Segment Start: GIVEN DATA

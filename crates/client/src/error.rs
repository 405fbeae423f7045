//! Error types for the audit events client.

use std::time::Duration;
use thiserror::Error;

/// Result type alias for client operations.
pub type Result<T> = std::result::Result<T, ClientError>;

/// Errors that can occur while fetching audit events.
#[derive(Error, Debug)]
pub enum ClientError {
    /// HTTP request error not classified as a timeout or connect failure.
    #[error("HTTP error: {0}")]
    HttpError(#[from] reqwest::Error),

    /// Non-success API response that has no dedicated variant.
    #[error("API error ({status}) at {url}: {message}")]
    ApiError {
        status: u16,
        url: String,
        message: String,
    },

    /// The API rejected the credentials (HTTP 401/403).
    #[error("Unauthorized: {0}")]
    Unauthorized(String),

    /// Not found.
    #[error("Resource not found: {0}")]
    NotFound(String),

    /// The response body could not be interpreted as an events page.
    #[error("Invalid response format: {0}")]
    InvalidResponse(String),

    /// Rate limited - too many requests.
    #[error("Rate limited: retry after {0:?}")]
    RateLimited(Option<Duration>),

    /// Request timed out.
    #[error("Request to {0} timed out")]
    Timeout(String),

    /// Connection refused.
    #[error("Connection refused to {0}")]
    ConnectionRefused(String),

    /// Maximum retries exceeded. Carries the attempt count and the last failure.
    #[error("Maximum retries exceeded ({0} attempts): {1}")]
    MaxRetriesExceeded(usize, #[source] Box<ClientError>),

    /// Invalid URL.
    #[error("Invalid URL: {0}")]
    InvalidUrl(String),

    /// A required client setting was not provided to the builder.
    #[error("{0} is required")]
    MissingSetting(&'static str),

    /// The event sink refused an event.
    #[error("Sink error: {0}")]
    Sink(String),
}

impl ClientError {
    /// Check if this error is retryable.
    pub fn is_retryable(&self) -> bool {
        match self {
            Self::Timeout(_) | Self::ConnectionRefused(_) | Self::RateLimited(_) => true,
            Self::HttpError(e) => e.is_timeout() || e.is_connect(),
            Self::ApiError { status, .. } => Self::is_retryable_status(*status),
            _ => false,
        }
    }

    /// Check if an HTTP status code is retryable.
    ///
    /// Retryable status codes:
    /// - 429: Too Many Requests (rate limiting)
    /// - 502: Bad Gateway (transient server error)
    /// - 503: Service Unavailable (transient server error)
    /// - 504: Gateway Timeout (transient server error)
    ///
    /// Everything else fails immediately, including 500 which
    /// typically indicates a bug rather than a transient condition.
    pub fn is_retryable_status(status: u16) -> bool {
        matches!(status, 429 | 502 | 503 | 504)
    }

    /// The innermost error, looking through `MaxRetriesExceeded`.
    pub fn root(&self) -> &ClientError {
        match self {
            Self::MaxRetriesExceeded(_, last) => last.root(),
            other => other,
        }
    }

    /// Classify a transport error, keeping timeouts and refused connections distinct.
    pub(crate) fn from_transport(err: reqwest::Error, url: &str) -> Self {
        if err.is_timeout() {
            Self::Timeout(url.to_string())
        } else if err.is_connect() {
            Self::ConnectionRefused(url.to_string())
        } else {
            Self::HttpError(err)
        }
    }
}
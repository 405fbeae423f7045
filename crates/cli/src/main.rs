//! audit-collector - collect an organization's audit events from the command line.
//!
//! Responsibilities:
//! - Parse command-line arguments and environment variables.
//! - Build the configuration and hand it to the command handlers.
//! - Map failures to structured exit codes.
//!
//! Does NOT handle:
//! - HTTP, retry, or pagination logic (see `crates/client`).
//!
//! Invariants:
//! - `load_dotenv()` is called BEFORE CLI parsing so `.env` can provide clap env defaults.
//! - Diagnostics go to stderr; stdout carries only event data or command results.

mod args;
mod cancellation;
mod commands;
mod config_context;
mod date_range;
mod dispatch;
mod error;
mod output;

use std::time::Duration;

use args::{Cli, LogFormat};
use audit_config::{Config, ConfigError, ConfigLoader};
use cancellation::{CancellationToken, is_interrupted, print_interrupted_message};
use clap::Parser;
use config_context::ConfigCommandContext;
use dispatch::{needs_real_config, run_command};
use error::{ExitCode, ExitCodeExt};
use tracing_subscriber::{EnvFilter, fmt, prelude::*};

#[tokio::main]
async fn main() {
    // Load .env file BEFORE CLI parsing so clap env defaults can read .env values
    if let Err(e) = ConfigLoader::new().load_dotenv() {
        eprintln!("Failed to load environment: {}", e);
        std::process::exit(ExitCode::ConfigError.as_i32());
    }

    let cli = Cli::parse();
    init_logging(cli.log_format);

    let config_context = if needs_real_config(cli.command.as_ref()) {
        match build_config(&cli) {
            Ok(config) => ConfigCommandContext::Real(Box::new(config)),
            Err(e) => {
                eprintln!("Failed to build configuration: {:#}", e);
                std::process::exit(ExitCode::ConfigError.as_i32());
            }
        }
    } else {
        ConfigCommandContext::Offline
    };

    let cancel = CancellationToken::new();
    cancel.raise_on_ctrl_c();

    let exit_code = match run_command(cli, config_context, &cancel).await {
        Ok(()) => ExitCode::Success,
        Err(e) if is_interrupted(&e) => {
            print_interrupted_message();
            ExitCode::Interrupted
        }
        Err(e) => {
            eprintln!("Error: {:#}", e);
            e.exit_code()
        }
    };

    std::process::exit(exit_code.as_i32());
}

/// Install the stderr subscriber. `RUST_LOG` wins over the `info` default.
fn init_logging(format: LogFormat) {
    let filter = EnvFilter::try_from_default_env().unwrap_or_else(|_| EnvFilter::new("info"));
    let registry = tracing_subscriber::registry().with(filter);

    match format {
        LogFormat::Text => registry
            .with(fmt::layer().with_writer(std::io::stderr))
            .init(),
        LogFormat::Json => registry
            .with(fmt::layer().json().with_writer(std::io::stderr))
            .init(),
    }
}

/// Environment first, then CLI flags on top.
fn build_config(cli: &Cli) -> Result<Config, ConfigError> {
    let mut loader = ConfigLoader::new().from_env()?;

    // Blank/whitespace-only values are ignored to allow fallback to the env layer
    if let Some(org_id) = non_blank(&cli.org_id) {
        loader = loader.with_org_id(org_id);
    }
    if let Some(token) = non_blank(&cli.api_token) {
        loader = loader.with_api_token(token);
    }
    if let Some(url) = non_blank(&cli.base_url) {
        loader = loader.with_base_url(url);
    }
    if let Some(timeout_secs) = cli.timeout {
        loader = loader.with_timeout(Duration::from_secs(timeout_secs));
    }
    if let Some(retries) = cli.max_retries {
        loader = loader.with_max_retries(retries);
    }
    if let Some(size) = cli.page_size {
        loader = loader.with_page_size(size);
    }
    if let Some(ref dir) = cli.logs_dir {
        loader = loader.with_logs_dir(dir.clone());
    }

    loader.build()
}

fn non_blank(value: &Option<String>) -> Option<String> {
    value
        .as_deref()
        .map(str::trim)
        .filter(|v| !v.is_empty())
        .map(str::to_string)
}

Segment End: GIVEN DATA

Repeat the records above exactly.

filename crates/client/src/error.rs
repository 405fbeae423f7045
//! Error types for the audit events client.

use std::time::Duration;
use thiserror::Error;

/// Result type alias for client operations.
pub type Result<T> = std::result::Result<T, ClientError>;

/// Errors that can occur while fetching audit events.
#[derive(Error, Debug)]
pub enum ClientError {
    /// HTTP request error not classified as a timeout or connect failure.
    #[error("HTTP error: {0}")]
    HttpError(#[from] reqwest::Error),

    /// Non-success API response that has no dedicated variant.
    #[error("API error ({status}) at {url}: {message}")]
    ApiError {
        status: u16,
        url: String,
        message: String,
    },

    /// The API rejected the credentials (HTTP 401/403).
    #[error("Unauthorized: {0}")]
    Unauthorized(String),

    /// Not found.
    #[error("Resource not found: {0}")]
    NotFound(String),

    /// The response body could not be interpreted as an events page.
    #[error("Invalid response format: {0}")]
    InvalidResponse(String),

    /// Rate limited - too many requests.
    #[error("Rate limited: retry after {0:?}")]
    RateLimited(Option<Duration>),

    /// Request timed out.
    #[error("Request to {0} timed out")]
    Timeout(String),

    /// Connection refused.
    #[error("Connection refused to {0}")]
    ConnectionRefused(String),

    /// Maximum retries exceeded. Carries the attempt count and the last failure.
    #[error("Maximum retries exceeded ({0} attempts): {1}")]
    MaxRetriesExceeded(usize, #[source] Box<ClientError>),

    /// Invalid URL.
    #[error("Invalid URL: {0}")]
    InvalidUrl(String),

    /// A required client setting was not provided to the builder.
    #[error("{0} is required")]
    MissingSetting(&'static str),

    /// The event sink refused an event.
    #[error("Sink error: {0}")]
    Sink(String),
}

impl ClientError {
    /// Check if this error is retryable.
    pub fn is_retryable(&self) -> bool {
        match self {
            Self::Timeout(_) | Self::ConnectionRefused(_) | Self::RateLimited(_) => true,
            Self::HttpError(e) => e.is_timeout() || e.is_connect(),
            Self::ApiError { status, .. } => Self::is_retryable_status(*status),
            _ => false,
        }
    }

    /// Check if an HTTP status code is retryable.
    ///
    /// Retryable status codes:
    /// - 429: Too Many Requests (rate limiting)
    /// - 502: Bad Gateway (transient server error)
    /// - 503: Service Unavailable (transient server error)
    /// - 504: Gateway Timeout (transient server error)
    ///
    /// Everything else fails immediately, including 500 which
    /// typically indicates a bug rather than a transient condition.
    pub fn is_retryable_status(status: u16) -> bool {
        matches!(status, 429 | 502 | 503 | 504)
    }

    /// The innermost error, looking through `MaxRetriesExceeded`.
    pub fn root(&self) -> &ClientError {
        match self {
            Self::MaxRetriesExceeded(_, last) => last.root(),
            other => other,
        }
    }

    /// Classify a transport error, keeping timeouts and refused connections distinct.
    pub(crate) fn from_transport(err: reqwest::Error, url: &str) -> Self {
        if err.is_timeout() {
            Self::Timeout(url.to_string())
        } else if err.is_connect() {
            Self::ConnectionRefused(url.to_string())
        } else {
            Self::HttpError(err)
        }
    }
}
repository 405fbeae423f7045
filename crates/cli/src/main.rs
//! audit-collector - collect an organization's audit events from the command line.
//!
//! Responsibilities:
//! - Parse command-line arguments and environment variables.
//! - Build the configuration and hand it to the command handlers.
//! - Map failures to structured exit codes.
//!
//! Does NOT handle:
//! - HTTP, retry, or pagination logic (see `crates/client`).
//!
//! Invariants:
//! - `load_dotenv()` is called BEFORE CLI parsing so `.env` can provide clap env defaults.
//! - Diagnostics go to stderr; stdout carries only event data or command results.

mod args;
mod cancellation;
mod commands;
mod config_context;
mod date_range;
mod dispatch;
mod error;
mod output;

use std::time::Duration;

use args::{Cli, LogFormat};
use audit_config::{Config, ConfigError, ConfigLoader};
use cancellation::{CancellationToken, is_interrupted, print_interrupted_message};
use clap::Parser;
use config_context::ConfigCommandContext;
use dispatch::{needs_real_config, run_command};
use error::{ExitCode, ExitCodeExt};
use tracing_subscriber::{EnvFilter, fmt, prelude::*};

#[tokio::main]
async fn main() {
    // Load .env file BEFORE CLI parsing so clap env defaults can read .env values
    if let Err(e) = ConfigLoader::new().load_dotenv() {
        eprintln!("Failed to load environment: {}", e);
        std::process::exit(ExitCode::ConfigError.as_i32());
    }

    let cli = Cli::parse();
    init_logging(cli.log_format);

    let config_context = if needs_real_config(cli.command.as_ref()) {
        match build_config(&cli) {
            Ok(config) => ConfigCommandContext::Real(Box::new(config)),
            Err(e) => {
                eprintln!("Failed to build configuration: {:#}", e);
                std::process::exit(ExitCode::ConfigError.as_i32());
            }
        }
    } else {
        ConfigCommandContext::Offline
    };

    let cancel = CancellationToken::new();
    cancel.raise_on_ctrl_c();

    let exit_code = match run_command(cli, config_context, &cancel).await {
        Ok(()) => ExitCode::Success,
        Err(e) if is_interrupted(&e) => {
            print_interrupted_message();
            ExitCode::Interrupted
        }
        Err(e) => {
            eprintln!("Error: {:#}", e);
            e.exit_code()
        }
    };

    std::process::exit(exit_code.as_i32());
}

/// Install the stderr subscriber. `RUST_LOG` wins over the `info` default.
fn init_logging(format: LogFormat) {
    let filter = EnvFilter::try_from_default_env().unwrap_or_else(|_| EnvFilter::new("info"));
    let registry = tracing_subscriber::registry().with(filter);

    match format {
        LogFormat::Text => registry
            .with(fmt::layer().with_writer(std::io::stderr))
            .init(),
        LogFormat::Json => registry
            .with(fmt::layer().json().with_writer(std::io::stderr))
            .init(),
    }
}

/// Environment first, then CLI flags on top.
fn build_config(cli: &Cli) -> Result<Config, ConfigError> {
    let mut loader = ConfigLoader::new().from_env()?;

    // Blank/whitespace-only values are ignored to allow fallback to the env layer
    if let Some(org_id) = non_blank(&cli.org_id) {
        loader = loader.with_org_id(org_id);
    }
    if let Some(token) = non_blank(&cli.api_token) {
        loader = loader.with_api_token(token);
    }
    if let Some(url) = non_blank(&cli.base_url) {
        loader = loader.with_base_url(url);
    }
    if let Some(timeout_secs) = cli.timeout {
        loader = loader.with_timeout(Duration::from_secs(timeout_secs));
    }
    if let Some(retries) = cli.max_retries {
        loader = loader.with_max_retries(retries);
    }
    if let Some(size) = cli.page_size {
        loader = loader.with_page_size(size);
    }
    if let Some(ref dir) = cli.logs_dir {
        loader = loader.with_logs_dir(dir.clone());
    }

    loader.build()
}

fn non_blank(value: &Option<String>) -> Option<String> {
    value
        .as_deref()
        .map(str::trim)
        .filter(|v| !v.is_empty())
        .map(str::to_string)
}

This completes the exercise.